Top of The data

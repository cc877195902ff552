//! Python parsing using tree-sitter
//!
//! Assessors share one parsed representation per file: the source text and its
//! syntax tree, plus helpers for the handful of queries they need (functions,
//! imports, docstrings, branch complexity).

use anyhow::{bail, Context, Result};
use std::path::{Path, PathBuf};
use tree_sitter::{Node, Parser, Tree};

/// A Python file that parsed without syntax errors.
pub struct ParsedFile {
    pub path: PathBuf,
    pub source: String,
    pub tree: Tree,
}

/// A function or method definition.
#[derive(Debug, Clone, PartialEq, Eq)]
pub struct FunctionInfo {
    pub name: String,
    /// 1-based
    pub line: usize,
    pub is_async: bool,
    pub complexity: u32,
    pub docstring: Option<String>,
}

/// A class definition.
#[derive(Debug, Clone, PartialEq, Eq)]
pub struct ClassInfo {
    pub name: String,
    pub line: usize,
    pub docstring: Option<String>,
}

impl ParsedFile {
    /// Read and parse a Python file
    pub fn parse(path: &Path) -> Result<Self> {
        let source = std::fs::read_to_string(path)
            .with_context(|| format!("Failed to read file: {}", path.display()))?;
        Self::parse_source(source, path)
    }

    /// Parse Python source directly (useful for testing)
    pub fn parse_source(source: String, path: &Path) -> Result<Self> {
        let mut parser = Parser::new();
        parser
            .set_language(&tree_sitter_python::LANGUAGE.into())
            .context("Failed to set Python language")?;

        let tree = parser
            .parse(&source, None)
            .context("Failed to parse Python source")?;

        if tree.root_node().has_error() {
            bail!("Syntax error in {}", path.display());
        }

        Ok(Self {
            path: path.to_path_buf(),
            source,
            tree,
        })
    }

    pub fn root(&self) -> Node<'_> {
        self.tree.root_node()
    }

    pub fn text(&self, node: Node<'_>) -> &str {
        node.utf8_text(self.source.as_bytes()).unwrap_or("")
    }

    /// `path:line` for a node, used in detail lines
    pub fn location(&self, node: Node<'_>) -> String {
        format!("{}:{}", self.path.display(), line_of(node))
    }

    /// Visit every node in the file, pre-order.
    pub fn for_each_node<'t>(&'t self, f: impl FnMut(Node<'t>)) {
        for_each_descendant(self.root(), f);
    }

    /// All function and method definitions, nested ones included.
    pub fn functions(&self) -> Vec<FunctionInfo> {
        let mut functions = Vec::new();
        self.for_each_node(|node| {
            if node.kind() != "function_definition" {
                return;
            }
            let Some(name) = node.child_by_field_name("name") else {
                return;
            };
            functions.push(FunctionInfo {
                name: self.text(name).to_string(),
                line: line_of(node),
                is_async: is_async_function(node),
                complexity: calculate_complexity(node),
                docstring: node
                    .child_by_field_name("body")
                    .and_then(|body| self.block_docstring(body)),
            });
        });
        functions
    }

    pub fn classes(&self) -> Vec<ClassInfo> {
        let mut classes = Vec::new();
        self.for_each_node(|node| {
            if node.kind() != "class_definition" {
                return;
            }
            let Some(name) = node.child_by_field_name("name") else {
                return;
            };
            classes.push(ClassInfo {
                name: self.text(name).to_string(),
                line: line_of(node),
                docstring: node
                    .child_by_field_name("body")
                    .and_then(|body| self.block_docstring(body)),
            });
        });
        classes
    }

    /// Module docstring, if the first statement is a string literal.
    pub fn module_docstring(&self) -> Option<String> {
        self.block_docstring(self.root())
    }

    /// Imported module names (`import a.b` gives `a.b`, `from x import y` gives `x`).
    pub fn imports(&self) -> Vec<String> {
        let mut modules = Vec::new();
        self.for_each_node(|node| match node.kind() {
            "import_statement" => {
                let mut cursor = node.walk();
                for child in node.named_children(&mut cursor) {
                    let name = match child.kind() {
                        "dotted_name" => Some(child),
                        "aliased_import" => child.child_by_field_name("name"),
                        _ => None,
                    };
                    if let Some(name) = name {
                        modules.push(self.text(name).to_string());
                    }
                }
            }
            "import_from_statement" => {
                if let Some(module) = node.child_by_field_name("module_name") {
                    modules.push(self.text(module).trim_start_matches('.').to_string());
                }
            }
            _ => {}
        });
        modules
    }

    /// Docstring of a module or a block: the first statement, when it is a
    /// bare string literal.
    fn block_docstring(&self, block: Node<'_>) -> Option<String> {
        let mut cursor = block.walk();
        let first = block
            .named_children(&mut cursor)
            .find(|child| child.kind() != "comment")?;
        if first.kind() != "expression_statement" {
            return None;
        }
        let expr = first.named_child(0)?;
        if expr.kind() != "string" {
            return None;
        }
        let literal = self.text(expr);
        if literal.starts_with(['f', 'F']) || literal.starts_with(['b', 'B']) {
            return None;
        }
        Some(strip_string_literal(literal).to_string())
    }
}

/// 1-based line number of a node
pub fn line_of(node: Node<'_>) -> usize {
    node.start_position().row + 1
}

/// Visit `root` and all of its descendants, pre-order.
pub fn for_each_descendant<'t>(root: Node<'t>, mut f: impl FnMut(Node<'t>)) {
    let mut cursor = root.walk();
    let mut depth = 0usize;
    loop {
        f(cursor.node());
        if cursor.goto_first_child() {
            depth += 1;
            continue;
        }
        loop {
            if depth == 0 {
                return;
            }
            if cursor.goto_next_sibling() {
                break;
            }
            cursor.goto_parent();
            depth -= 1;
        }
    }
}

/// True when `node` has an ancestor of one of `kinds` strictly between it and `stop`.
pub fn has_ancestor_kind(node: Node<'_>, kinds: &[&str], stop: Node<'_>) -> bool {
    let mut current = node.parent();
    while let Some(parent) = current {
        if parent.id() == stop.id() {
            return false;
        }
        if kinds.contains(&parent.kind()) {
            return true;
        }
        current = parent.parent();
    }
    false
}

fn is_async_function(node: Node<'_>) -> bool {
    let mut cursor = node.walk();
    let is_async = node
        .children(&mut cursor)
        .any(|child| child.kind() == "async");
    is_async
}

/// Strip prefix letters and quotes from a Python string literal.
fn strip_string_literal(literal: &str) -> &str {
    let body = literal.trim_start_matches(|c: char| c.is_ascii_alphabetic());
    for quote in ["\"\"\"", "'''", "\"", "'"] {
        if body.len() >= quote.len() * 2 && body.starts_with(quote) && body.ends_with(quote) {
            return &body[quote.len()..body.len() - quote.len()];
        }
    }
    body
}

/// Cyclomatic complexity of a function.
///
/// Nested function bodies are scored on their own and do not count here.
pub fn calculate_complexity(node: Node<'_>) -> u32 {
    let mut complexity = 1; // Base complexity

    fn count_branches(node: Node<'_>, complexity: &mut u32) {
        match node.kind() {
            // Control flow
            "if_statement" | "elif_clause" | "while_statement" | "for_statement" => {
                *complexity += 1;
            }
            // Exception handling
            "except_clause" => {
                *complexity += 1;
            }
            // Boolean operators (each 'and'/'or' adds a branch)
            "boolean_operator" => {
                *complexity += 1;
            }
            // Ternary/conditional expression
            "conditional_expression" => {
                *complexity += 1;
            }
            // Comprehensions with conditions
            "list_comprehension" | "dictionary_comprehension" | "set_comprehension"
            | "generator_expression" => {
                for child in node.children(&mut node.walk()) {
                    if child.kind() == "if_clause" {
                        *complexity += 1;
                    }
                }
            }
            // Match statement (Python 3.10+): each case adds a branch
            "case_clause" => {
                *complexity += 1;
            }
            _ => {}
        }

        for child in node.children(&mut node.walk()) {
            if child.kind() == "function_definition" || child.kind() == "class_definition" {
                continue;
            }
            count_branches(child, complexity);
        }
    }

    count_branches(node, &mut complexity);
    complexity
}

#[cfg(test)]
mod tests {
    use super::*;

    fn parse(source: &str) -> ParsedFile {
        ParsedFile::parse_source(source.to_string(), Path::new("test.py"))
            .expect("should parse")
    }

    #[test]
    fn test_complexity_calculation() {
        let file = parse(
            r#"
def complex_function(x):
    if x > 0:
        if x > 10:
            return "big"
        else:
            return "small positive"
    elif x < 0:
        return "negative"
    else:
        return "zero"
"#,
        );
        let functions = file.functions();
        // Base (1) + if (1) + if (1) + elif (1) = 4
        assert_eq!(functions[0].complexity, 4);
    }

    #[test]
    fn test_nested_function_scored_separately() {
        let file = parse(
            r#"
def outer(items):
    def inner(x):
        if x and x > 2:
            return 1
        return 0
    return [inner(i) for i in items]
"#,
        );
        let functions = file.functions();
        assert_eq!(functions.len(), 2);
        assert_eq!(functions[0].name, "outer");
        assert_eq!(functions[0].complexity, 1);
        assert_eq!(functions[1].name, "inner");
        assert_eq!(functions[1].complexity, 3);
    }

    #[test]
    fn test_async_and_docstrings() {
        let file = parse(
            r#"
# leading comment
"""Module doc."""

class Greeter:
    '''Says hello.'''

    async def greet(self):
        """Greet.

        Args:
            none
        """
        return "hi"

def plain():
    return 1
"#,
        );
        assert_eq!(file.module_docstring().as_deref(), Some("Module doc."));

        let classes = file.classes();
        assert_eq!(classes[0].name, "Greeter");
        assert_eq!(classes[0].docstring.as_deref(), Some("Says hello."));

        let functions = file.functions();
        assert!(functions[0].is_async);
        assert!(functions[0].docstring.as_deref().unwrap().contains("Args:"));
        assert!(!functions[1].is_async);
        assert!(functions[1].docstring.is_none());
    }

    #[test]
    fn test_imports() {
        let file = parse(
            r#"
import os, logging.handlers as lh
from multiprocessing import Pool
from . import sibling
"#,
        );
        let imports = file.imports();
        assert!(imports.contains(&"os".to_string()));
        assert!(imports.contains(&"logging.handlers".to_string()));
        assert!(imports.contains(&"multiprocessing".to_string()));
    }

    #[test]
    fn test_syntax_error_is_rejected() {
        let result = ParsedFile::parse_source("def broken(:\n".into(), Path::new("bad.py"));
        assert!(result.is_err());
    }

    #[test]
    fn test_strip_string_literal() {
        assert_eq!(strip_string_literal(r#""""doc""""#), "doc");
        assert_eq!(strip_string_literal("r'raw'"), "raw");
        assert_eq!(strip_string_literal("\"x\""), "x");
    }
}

Bottom of The data

Your task: Wherever the string "Visit" shows up in the material, copy the line that holds it.

Answer space:
    /// Visit every node in the file, pre-order.
/// Visit `root` and all of its descendants, pre-order.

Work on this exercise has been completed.